Some Natural Treatments Available To Alleviate Symptoms

hot flashes

Naturally Managing Hot Flashes

Different triggers can bring about hot flashes so identify yours and avoid them.

Try cutting back on alcohol and coffee if applicable. Spicy food often worsens hot flashes as do warm environments. Stress doesn’t help. Quit smoking if at all possible.

Dressing in multiple layers is a smart move so you can rapidly regulate your body temperature. Consider investing in a decent fan if you live somewhere warm.

Naturally Managing Weight Gain

Rather than going on a diet, focus on positively overhauling your eating habits.

Slash the amount of sugar you consume while increasing the amount of calcium in your diet. Eat fewer unhealthy fats.

Incorporate 3 hours of gentle exercise each week into your lifestyle if that’s practical. Try to aim for an hour of more intense exercise if you are able.

Strength and flexibility training is also worthwhile.

With all forms of exercise, though, work well within your limits. Everyone is different so this is absolutely not a suggestion to overdo it. You know your own body. If you’re in any doubt at all, speak with your doctor about diet and exercise.

Naturally Managing Bone Health

  • Prioritize foods rich in calcium such as leafy grains, salmon, almonds and dairy products.
  • A vitamin D supplement can also help in many cases.
  • Double down on your exercise routine as above.
  • Think seriously about your alcohol and tobacco consumption if you drink or smoke.

Some Treatments Your Doctor May Prescribe To You

The most obvious general course of treatment your doctor can provide is hormone replacement therapy (HRT).
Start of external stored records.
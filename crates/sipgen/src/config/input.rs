use std::{collections::HashMap, path::PathBuf};

use serde::Deserialize;

pub const DEFAULT_HEADER_EXTENSION: &str = "h";
pub const DEFAULT_PRIVATE_SUFFIX: &str = "_p";

/// Which files in the input directory are treated as headers.
#[derive(Debug, Clone, PartialEq)]
pub struct InputSettings {
    pub directory: PathBuf,
    pub extension: String,
    /// Headers whose stem ends with this are private implementation headers.
    pub private_suffix: String,
    /// File names never processed.
    pub denylist: Vec<String>,
}

impl Default for InputSettings {
    fn default() -> Self {
        Self {
            directory: PathBuf::from("."),
            extension: DEFAULT_HEADER_EXTENSION.to_string(),
            private_suffix: DEFAULT_PRIVATE_SUFFIX.to_string(),
            denylist: vec!["ctkWidgets.h".to_string()],
        }
    }
}

impl InputSettings {
    pub(crate) fn apply_patch(
        &mut self,
        patch: InputSettingsPatch,
    ) {
        if let Some(v) = patch.directory {
            self.directory = v;
        }
        if let Some(v) = patch.extension {
            self.extension = v;
        }
        if let Some(v) = patch.private_suffix {
            self.private_suffix = v;
        }
        if let Some(v) = patch.denylist {
            self.denylist = v;
        }
    }

    pub(crate) fn normalize(&mut self) {
        let extension = self.extension.trim().trim_start_matches('.');
        self.extension = if extension.is_empty() {
            DEFAULT_HEADER_EXTENSION.to_string()
        } else {
            extension.to_string()
        };
        self.denylist.retain(|name| !name.trim().is_empty());
    }
}

#[derive(Debug, Clone, Deserialize, Default)]
#[serde(default, rename_all = "kebab-case")]
pub(crate) struct InputSettingsPatch {
    pub(crate) directory: Option<PathBuf>,
    pub(crate) extension: Option<String>,
    pub(crate) private_suffix: Option<String>,
    pub(crate) denylist: Option<Vec<String>>,
    #[serde(flatten)]
    pub(crate) _extra: HashMap<String, toml::Value>,
}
For bone loss, you can pursue a number of prescription calcium treatments (bisphosphonates) under your doctor’s advice. Some estrogen products also work well. Speak with your health provider for specifics.   (8)

Lubricants, whether prescribed or over-the-counter, are an easy way to combat vaginal dryness and discomfort.

Ultimately, the decision on whether or not to pursue hormone-based treatment is entirely up to you.

The good news is that if you follow the natural methods outlined above, unpleasant aspects of menopause symptoms can be effectively brought into line even without medication.